Start of Block
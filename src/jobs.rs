//! The job table: runtime tracking for every launched pipeline.
//!
//! The table is the single owner of the pid-to-job mapping; every wait status
//! the kernel hands out is applied here exactly once. All mutation happens on
//! the shell's only thread, at the foreground wait or the per-prompt poll.

use crate::signals;
use nix::errno::Errno;
use nix::sys::signal::{Signal, killpg};
use nix::sys::wait::{WaitPidFlag, WaitStatus, waitpid};
use nix::unistd::{Pid, getpgrp, tcsetpgrp};
use std::fmt;
use std::io::{self, IsTerminal};

/// Lifecycle state of a job, derived from its members.
#[derive(Debug, Clone, Copy, PartialEq, Eq, PartialOrd, Ord)]
pub enum JobState {
    /// At least one member has not stopped or exited.
    Running,
    /// No member is running and at least one is stopped.
    Stopped,
    /// Every member has reported terminal status.
    Done,
}

impl fmt::Display for JobState {
    fn fmt(&self, f: &mut fmt::Formatter<'_>) -> fmt::Result {
        match self {
            JobState::Running => write!(f, "Running"),
            JobState::Stopped => write!(f, "Stopped"),
            JobState::Done => write!(f, "Done"),
        }
    }
}

#[derive(Debug, Clone, Copy)]
struct Member {
    pid: Pid,
    status: WaitStatus,
}

impl Member {
    fn state(&self) -> JobState {
        match self.status {
            WaitStatus::Exited(..) | WaitStatus::Signaled(..) => JobState::Done,
            WaitStatus::Stopped(..) => JobState::Stopped,
            #[cfg(any(target_os = "linux", target_os = "android"))]
            WaitStatus::PtraceEvent(..) | WaitStatus::PtraceSyscall(..) => JobState::Stopped,
            _ => JobState::Running,
        }
    }
}

/// The runtime record of one launched pipeline.
#[derive(Debug)]
pub struct Job {
    /// Monotonically increasing identifier, unique for the shell's lifetime.
    pub id: u32,
    /// Process group shared by every member.
    pub pgid: Pid,
    /// Whether the job was launched with a trailing `&`.
    pub background: bool,
    /// The input line that produced the job, for reporting.
    pub line: String,
    members: Vec<Member>,
    /// Last state announced to the user; transitions are reported once.
    reported: JobState,
}

impl Job {
    /// Aggregate state: `Running` while any member runs, then `Stopped`
    /// while any member is stopped, `Done` once all have exited.
    pub fn state(&self) -> JobState {
        self.members
            .iter()
            .map(Member::state)
            .min()
            .unwrap_or(JobState::Done)
    }

    /// Overall pipeline status: the status of the last command, with death
    /// by signal mapped to `128 + signo`.
    pub fn exit_status(&self) -> i32 {
        match self.members.last().map(|m| m.status) {
            Some(WaitStatus::Exited(_, code)) => code,
            Some(WaitStatus::Signaled(_, sig, _)) => 128 + sig as i32,
            _ => 0,
        }
    }

    fn apply(&mut self, pid: Pid, status: WaitStatus) -> bool {
        match self.members.iter_mut().find(|m| m.pid == pid) {
            Some(member) => {
                member.status = status;
                true
            }
            None => false,
        }
    }

    /// Forget recorded stops after a `SIGCONT`, so the job reads as running
    /// until the kernel reports otherwise.
    fn mark_continued(&mut self) {
        for member in &mut self.members {
            if member.state() == JobState::Stopped {
                member.status = WaitStatus::StillAlive;
            }
        }
        self.reported = JobState::Running;
    }
}

/// A state transition worth announcing at the prompt.
#[derive(Debug, Clone, PartialEq, Eq)]
pub struct JobReport {
    pub id: u32,
    pub state: JobState,
    pub status: i32,
    pub line: String,
}

impl fmt::Display for JobReport {
    fn fmt(&self, f: &mut fmt::Formatter<'_>) -> fmt::Result {
        match self.state {
            JobState::Done if self.status != 0 => {
                write!(f, "[{}] Exit {}\t{}", self.id, self.status, self.line)
            }
            state => write!(f, "[{}] {}\t{}", self.id, state, self.line),
        }
    }
}

/// Tracking table for every launched pipeline.
#[derive(Debug)]
pub struct JobTable {
    jobs: Vec<Job>,
    next_id: u32,
}

impl Default for JobTable {
    fn default() -> Self {
        Self::new()
    }
}

impl JobTable {
    pub fn new() -> Self {
        JobTable {
            jobs: Vec::new(),
            next_id: 1,
        }
    }

    /// Record a freshly spawned pipeline. The first pid is the group id.
    pub fn register(&mut self, line: &str, background: bool, pids: &[Pid]) -> u32 {
        assert!(!pids.is_empty());
        let id = self.next_id;
        self.next_id += 1;
        self.jobs.push(Job {
            id,
            pgid: pids[0],
            background,
            line: line.to_string(),
            members: pids
                .iter()
                .map(|&pid| Member {
                    pid,
                    status: WaitStatus::StillAlive,
                })
                .collect(),
            reported: JobState::Running,
        });
        id
    }

    pub fn get(&self, id: u32) -> Option<&Job> {
        self.jobs.iter().find(|j| j.id == id)
    }

    /// All live jobs, oldest first.
    pub fn jobs(&self) -> impl Iterator<Item = &Job> {
        self.jobs.iter()
    }

    /// The most recently registered live job, if any.
    pub fn current(&self) -> Option<u32> {
        self.jobs.last().map(|j| j.id)
    }

    fn job_mut(&mut self, id: u32) -> Option<&mut Job> {
        self.jobs.iter_mut().find(|j| j.id == id)
    }

    /// Route one wait status to the job owning that pid. Statuses for pids
    /// the table does not own (e.g. members of an abandoned launch) are
    /// dropped; they were already reaped by the `waitpid` that produced them.
    fn apply_status(&mut self, status: WaitStatus) -> bool {
        let Some(pid) = status.pid() else {
            return false;
        };
        self.jobs.iter_mut().any(|job| job.apply(pid, status))
    }

    fn remove(&mut self, id: u32) {
        self.jobs.retain(|j| j.id != id);
    }

    /// Block until job `id` is done or stopped and return its status.
    ///
    /// The terminal is handed to the job's process group for the duration of
    /// the wait and reclaimed afterwards. A `SIGINT` delivered to the shell
    /// while blocked here is forwarded to the job's group; the shell itself
    /// keeps running. Done jobs are removed; a stopped job stays in the
    /// table so it can be continued later.
    pub fn wait_foreground(&mut self, id: u32) -> i32 {
        let Some(pgid) = self.get(id).map(|j| j.pgid) else {
            return 0;
        };

        let interactive = io::stdin().is_terminal();
        if interactive {
            let _ = tcsetpgrp(io::stdin(), pgid);
        }

        let group = Pid::from_raw(-pgid.as_raw());
        let status = loop {
            match waitpid(group, Some(WaitPidFlag::WUNTRACED)) {
                Ok(status) => {
                    self.apply_status(status);
                    let Some(job) = self.job_mut(id) else { break 0 };
                    match job.state() {
                        JobState::Done => break job.exit_status(),
                        JobState::Stopped => {
                            // The caller announces the stop; don't repeat it.
                            job.reported = JobState::Stopped;
                            break 128 + Signal::SIGTSTP as i32;
                        }
                        JobState::Running => {}
                    }
                }
                Err(Errno::EINTR) => {
                    if signals::take_interrupt() {
                        let _ = killpg(pgid, Signal::SIGINT);
                    }
                }
                Err(_) => break self.get(id).map(Job::exit_status).unwrap_or(0),
            }
        };

        if interactive {
            let _ = tcsetpgrp(io::stdin(), getpgrp());
        }

        if self.get(id).map(|j| j.state()) == Some(JobState::Done) {
            self.remove(id);
        }
        status
    }

    /// Non-blocking reap, run once per prompt cycle.
    ///
    /// Consumes the pending child-event flag, drains every available wait
    /// status without blocking and returns the jobs whose state changed
    /// since it was last announced. Done jobs are removed after reporting.
    pub fn poll_background(&mut self) -> Vec<JobReport> {
        signals::take_child_event();
        let flags = WaitPidFlag::WNOHANG | WaitPidFlag::WUNTRACED | WaitPidFlag::WCONTINUED;
        loop {
            match waitpid(Pid::from_raw(-1), Some(flags)) {
                Ok(WaitStatus::StillAlive) => break,
                Ok(status) => {
                    self.apply_status(status);
                }
                // ECHILD: no children left at all.
                Err(_) => break,
            }
        }
        self.sweep()
    }

    /// Deliver `SIGCONT` to job `id`'s process group and mark it running.
    /// Returns the job's display line, or `ESRCH` when no such job exists.
    ///
    /// When resuming into the foreground the terminal must change hands
    /// first: a job stopped mid-read would otherwise restart its read as a
    /// background group, take `SIGTTIN` and stop again immediately.
    pub fn continue_job(&mut self, id: u32, foreground: bool) -> nix::Result<String> {
        let Some(job) = self.job_mut(id) else {
            return Err(Errno::ESRCH);
        };
        if foreground && io::stdin().is_terminal() {
            tcsetpgrp(io::stdin(), job.pgid)?;
        }
        killpg(job.pgid, Signal::SIGCONT)?;
        job.mark_continued();
        Ok(job.line.clone())
    }

    /// The notice to print when a foreground wait ended in a stop rather
    /// than an exit; `None` when the job finished (or vanished).
    pub fn stopped_notice(&self, id: u32) -> Option<JobReport> {
        let job = self.get(id)?;
        (job.state() == JobState::Stopped).then(|| JobReport {
            id: job.id,
            state: JobState::Stopped,
            status: 0,
            line: job.line.clone(),
        })
    }

    /// Report every job whose state differs from the last announced one,
    /// then drop the finished ones. Returning to `Running` (after `bg`) is
    /// recorded but not announced.
    fn sweep(&mut self) -> Vec<JobReport> {
        let mut reports = Vec::new();
        self.jobs.retain_mut(|job| {
            let state = job.state();
            if state != job.reported {
                job.reported = state;
                if state != JobState::Running {
                    reports.push(JobReport {
                        id: job.id,
                        state,
                        status: job.exit_status(),
                        line: job.line.clone(),
                    });
                }
            }
            state != JobState::Done
        });
        reports
    }
}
End of Block
**WHAT YOU NEED TO DO:**
Every line of the data that includes the word "break" should be copied.

**SOLUTION FOR THIS PROBLEM:**
                    let Some(job) = self.job_mut(id) else { break 0 };
                        JobState::Done => break job.exit_status(),
                            break 128 + Signal::SIGTSTP as i32;
                Err(_) => break self.get(id).map(Job::exit_status).unwrap_or(0),
                Ok(WaitStatus::StillAlive) => break,
                Err(_) => break,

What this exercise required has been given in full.